#### EXERCISE REQUIREMENTS:
Filter the entries and keep only the lines where the string "summary" appears.

#### EXERCISE DATA:
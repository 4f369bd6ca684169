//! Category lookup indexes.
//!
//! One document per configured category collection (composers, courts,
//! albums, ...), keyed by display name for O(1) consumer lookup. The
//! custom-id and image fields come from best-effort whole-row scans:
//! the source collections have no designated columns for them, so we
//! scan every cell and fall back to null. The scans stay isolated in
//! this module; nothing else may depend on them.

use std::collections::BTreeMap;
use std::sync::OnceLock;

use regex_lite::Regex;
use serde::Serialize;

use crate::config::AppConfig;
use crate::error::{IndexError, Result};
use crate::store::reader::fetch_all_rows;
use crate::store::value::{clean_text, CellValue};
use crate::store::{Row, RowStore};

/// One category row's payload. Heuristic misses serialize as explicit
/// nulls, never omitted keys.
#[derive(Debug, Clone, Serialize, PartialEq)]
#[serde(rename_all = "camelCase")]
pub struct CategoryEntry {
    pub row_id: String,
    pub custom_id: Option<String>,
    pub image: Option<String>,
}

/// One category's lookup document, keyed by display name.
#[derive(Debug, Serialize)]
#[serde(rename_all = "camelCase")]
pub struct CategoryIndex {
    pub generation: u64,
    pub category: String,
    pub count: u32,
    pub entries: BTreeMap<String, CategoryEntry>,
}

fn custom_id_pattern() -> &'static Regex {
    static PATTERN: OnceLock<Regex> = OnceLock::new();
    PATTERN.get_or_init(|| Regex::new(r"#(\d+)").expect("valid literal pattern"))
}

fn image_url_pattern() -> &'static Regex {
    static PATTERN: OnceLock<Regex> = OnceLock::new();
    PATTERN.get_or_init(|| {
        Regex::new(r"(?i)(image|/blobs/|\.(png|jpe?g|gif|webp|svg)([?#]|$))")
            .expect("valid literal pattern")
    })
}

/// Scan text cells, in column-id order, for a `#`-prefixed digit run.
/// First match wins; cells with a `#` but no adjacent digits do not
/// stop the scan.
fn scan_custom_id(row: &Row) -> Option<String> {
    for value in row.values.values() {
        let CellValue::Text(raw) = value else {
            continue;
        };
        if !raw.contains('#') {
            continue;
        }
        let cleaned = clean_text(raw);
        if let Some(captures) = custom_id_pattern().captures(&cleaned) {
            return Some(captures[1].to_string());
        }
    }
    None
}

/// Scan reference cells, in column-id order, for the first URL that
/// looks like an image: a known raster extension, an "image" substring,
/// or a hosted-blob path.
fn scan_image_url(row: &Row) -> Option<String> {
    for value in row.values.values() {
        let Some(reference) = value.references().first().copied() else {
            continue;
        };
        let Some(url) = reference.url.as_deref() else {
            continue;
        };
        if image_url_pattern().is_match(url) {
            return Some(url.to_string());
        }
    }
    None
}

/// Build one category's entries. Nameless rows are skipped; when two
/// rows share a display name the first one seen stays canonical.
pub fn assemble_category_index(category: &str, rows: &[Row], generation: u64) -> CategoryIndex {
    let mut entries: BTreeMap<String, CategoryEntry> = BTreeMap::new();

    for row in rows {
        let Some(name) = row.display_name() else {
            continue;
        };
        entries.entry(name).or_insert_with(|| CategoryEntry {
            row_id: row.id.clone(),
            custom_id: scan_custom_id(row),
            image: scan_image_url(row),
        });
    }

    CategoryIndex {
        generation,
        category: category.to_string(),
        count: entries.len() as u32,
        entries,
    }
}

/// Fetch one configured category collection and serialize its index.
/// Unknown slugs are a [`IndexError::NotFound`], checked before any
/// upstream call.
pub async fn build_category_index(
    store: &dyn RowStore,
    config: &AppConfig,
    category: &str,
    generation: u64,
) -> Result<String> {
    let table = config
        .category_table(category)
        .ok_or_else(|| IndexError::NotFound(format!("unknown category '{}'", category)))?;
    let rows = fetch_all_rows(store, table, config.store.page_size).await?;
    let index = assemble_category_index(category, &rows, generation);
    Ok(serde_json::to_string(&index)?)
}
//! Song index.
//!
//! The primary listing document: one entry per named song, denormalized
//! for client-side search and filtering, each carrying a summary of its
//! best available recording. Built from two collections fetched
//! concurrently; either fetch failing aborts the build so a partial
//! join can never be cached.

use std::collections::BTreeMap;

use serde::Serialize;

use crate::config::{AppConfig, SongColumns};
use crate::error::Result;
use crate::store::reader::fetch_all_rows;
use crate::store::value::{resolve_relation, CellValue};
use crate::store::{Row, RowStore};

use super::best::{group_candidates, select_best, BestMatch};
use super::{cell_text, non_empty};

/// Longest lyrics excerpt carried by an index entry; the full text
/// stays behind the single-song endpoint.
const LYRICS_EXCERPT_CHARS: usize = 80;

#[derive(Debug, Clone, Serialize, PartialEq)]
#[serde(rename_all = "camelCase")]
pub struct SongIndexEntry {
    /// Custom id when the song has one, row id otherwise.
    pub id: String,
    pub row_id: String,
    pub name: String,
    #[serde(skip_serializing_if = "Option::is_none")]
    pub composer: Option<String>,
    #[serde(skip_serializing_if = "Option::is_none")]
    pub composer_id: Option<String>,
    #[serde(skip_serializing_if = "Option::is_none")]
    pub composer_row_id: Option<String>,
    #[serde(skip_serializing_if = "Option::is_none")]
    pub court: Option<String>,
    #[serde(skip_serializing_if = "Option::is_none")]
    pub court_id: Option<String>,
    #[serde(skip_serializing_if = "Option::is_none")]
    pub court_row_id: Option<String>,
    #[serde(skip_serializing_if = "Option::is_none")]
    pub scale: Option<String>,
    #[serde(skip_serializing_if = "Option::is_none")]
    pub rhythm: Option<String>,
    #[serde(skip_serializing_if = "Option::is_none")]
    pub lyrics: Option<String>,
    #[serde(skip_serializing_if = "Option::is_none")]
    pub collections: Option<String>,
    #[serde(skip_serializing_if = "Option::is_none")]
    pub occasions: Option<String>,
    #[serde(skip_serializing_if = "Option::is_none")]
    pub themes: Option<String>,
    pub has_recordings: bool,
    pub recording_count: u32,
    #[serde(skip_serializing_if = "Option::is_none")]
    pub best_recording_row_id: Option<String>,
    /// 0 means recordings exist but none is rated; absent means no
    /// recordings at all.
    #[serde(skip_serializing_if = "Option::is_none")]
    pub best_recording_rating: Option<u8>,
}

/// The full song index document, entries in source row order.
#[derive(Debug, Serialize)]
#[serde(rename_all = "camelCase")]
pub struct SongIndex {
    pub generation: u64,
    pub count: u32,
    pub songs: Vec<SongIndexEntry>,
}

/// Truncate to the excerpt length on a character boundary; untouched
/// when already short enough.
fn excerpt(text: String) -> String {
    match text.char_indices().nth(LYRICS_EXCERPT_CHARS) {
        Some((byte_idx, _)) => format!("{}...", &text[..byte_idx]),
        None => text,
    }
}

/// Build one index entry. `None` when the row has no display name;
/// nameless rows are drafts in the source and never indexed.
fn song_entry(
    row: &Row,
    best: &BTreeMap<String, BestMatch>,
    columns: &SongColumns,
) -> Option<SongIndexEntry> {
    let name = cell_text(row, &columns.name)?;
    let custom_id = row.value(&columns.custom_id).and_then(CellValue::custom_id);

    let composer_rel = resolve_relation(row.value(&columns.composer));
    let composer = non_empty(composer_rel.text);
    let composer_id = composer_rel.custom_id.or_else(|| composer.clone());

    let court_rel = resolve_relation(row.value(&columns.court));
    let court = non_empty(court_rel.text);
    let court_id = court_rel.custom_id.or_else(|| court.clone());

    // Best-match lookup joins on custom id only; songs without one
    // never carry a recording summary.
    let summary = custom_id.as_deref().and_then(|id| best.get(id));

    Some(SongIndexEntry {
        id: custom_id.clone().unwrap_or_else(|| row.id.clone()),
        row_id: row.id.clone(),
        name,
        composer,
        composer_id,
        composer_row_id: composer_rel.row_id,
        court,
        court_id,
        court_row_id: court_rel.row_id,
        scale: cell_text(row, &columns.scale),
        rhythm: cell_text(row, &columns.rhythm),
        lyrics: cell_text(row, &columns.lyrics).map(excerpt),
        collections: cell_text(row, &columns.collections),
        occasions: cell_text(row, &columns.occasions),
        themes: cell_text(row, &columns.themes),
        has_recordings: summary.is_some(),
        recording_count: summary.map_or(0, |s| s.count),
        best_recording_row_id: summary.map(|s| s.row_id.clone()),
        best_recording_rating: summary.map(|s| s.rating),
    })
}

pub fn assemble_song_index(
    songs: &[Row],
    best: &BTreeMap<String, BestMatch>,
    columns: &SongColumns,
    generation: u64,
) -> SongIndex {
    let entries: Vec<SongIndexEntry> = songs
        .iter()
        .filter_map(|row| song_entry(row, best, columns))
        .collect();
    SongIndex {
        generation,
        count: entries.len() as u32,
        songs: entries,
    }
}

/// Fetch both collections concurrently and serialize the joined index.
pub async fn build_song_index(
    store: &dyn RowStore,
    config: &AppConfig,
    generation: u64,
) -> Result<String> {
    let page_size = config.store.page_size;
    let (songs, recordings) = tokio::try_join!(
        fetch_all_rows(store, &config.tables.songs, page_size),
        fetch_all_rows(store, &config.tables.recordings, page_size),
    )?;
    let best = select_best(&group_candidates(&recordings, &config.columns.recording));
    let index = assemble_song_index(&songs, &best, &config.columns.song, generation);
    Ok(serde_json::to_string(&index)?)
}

#### WRITTEN REPLY:
//! for client-side search and filtering, each carrying a summary of its
    // never carry a recording summary.
    let summary = custom_id.as_deref().and_then(|id| best.get(id));
        has_recordings: summary.is_some(),
        recording_count: summary.map_or(0, |s| s.count),
        best_recording_row_id: summary.map(|s| s.row_id.clone()),
        best_recording_rating: summary.map(|s| s.rating),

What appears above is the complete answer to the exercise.